Preliminary results suggest that cheese ripening can be greatly accelerated by subjecting cheeses to these high pressures. Milk and fruit juices could be treated to reduce spoiling and lengthen shelf life. Other studies examine why meat becomes tenderer when subjected to pressure treatment.
The Dairy Products Research Centre at Moorepark and the department of food science at University College Cork are collaborating on an EU-funded study looking at how high-pressure treatment might be used with dairy products. Dr Alan Kelly heads the work at UCC and Dr Tom Beresford and Dr Pat Murphy are involved at Moorepark.
The treatments require the application of remarkable pressures, ranging from 500 to 10,000 atmospheres. The higher figure is close to 150,000 pounds of pressure per square inch, 10 times the pressure encountered at the bottom of the Pacific Ocean, Dr Kelly explained. "It is a technology that has been around for a long time, but is in its infancy in food processing," he says.
Remarkably, the foods do not emerge from the test rig fit for the bin. "The products come out looking about identical as when they went in," Dr Kelly said. "The pressure is isostatic. It is generated uniformly throughout the sample."
A small test rig at Moorepark can take cheese samples of up to 150 grams. The sample is covered and placed in the chamber, which is filled with a water and oil mix, and high-pressure pumps apply the pressure.

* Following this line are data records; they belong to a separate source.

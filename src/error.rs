//! Client-level error types shared across token acquisition, requests, and pagination.

// self
use crate::_prelude::*;

/// Client-wide result type alias returning [`Error`] by default.
pub type Result<T, E = Error> = std::result::Result<T, E>;

type BoxError = Box<dyn std::error::Error + Send + Sync>;

/// Canonical client error exposed by public APIs.
#[derive(Debug, ThisError)]
pub enum Error {
	/// Local configuration problem.
	#[error(transparent)]
	Config(#[from] ConfigError),
	/// Temporary upstream failure; safe to retry.
	#[error(transparent)]
	Transient(#[from] TransientError),
	/// Transport failure (DNS, TCP, TLS).
	#[error(transparent)]
	Transport(#[from] TransportError),

	/// Token endpoint rejected the client credentials.
	#[error("Client authentication failed: {reason}.")]
	InvalidClient {
		/// Provider-supplied reason string.
		reason: String,
	},
	/// API rejected the bearer token (401/403).
	#[error("API rejected the bearer token with HTTP {status} for {url}.")]
	Unauthorized {
		/// HTTP status code.
		status: u16,
		/// Request URL.
		url: String,
	},
	/// API answered with another non-success status.
	#[error("API returned HTTP {status} for {url}.")]
	Status {
		/// HTTP status code.
		status: u16,
		/// Request URL.
		url: String,
	},
	/// Caller cancelled the operation.
	#[error("Operation was cancelled.")]
	Cancelled,
}
impl Error {
	/// Returns `true` when the failure indicates the held token must be replaced.
	pub fn is_unauthorized(&self) -> bool {
		matches!(self, Self::Unauthorized { .. })
	}

	/// Maps an HTTP status into the matching API error variant.
	pub(crate) fn from_status(status: u16, url: impl Into<String>) -> Self {
		let url = url.into();

		match status {
			401 | 403 => Self::Unauthorized { status, url },
			_ => Self::Status { status, url },
		}
	}
}

/// Configuration and validation failures raised by the client.
#[derive(Debug, ThisError)]
pub enum ConfigError {
	/// HTTP request construction failed.
	#[error(transparent)]
	HttpRequest(#[from] oauth2::http::Error),
	/// Token endpoint cannot be handed to the OAuth client.
	#[error("Descriptor contains an invalid token endpoint.")]
	InvalidDescriptor {
		/// Underlying parsing failure.
		#[source]
		source: oauth2::url::ParseError,
	},
	/// Request path cannot be joined onto the API base URL.
	#[error("Request path `{path}` cannot be joined onto the API base URL.")]
	InvalidPath {
		/// Offending path.
		path: String,
		/// Underlying parsing failure.
		#[source]
		source: url::ParseError,
	},
	/// Request path resolves outside the API base URL.
	#[error("Request path `{path}` resolves outside the API base URL.")]
	PathOutsideApiBase {
		/// Offending path.
		path: String,
	},
}

/// Temporary failure variants (safe to retry).
#[derive(Debug, ThisError)]
pub enum TransientError {
	/// Token endpoint returned an unexpected but non-fatal response.
	#[error("Token endpoint returned an unexpected response: {message}.")]
	TokenEndpoint {
		/// Summary of the failure.
		message: String,
		/// HTTP status code, when available.
		status: Option<u16>,
		/// Retry-After hint from upstream, if supplied.
		retry_after: Option<time::Duration>,
	},
	/// Token endpoint responded with JSON that could not be parsed.
	#[error("Token endpoint returned malformed JSON.")]
	TokenResponseParse {
		/// Structured parsing failure.
		#[source]
		source: serde_path_to_error::Error<serde_json::Error>,
		/// HTTP status code, when available.
		status: Option<u16>,
	},
	/// API responded with a body that does not match the expected shape.
	#[error("API response from {url} could not be decoded.")]
	ResponseParse {
		/// Request URL.
		url: String,
		/// Structured parsing failure.
		#[source]
		source: serde_path_to_error::Error<serde_json::Error>,
	},
}

/// Transport-level failures (network, IO).
#[derive(Debug, ThisError)]
pub enum TransportError {
	/// Underlying HTTP client reported a network failure.
	#[error("Network error occurred while calling {endpoint}.")]
	Network {
		/// Which endpoint was being called.
		endpoint: &'static str,
		/// Transport-specific network error.
		#[source]
		source: BoxError,
	},
	/// Underlying IO failure surfaced during transport.
	#[error("I/O error occurred during transport.")]
	Io(#[from] std::io::Error),
}
impl TransportError {
	/// Wraps a network error raised while calling the token endpoint.
	pub fn token_endpoint(src: impl 'static + Send + Sync + std::error::Error) -> Self {
		Self::Network { endpoint: "the token endpoint", source: Box::new(src) }
	}

	/// Wraps a network error raised while calling the API.
	pub fn api(src: impl 'static + Send + Sync + std::error::Error) -> Self {
		Self::Network { endpoint: "the API", source: Box::new(src) }
	}
}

Pressure treatment has advantages over heat treatment, Dr Kelly said. Both techniques are effective at destroying microbes. Pressure treatment has much less effect on flavour compared with heating and helps to preserve the nutritional content. It can also deliver interesting and potentially useful changes in the food, by altering the properties of an ingredient without loss of nutritional value or taste, for example. High-pressure treatment therefore represents a potentially valuable new tool for minimal processing of foods, Dr Kelly explained. Pressure-treated foods are already reaching some markets. Treated orange juice, which has a taste identical to fresh juice but a far longer shelf life, is already available in Japan.
The work at UCC and Moorepark focuses on dairy products and the results are particularly promising in cheese production. Cheeses must mature for months, and in some cases for years, before they are ready for sale, and storage and ripening facilities are a significant fraction of the total production cost.
The ripening process is highly complex, Dr Kelly said, involving contributions by both bacterial starter cultures and rennet, the substance which causes the milk to coagulate. An early Japanese study suggested that cheese could be ripened in three days when exposed to 500 atmospheres pressure, and the UCC/Moorepark team is conducting experiments to test this process.
The Japanese results were not duplicated, but pressure treatment does speed ripening, Dr Kelly said. Preliminary results using the Moorepark device showed that the biochemical changes associated with maturing happened more quickly. Even a small improvement in ripening time would be of major benefit to producers, who could reduce costs. The process was also found to kill off bacteria and moulds, which could make a safer cheese that keeps longer.
The team is now examining this process, trying to understand how the pressure influences the rennet and starter bacteria enzymes that contribute to ripening. The object is to try to find the best combination of pressure and variety of starter to deliver good flavour in a quicker-ripening cheese.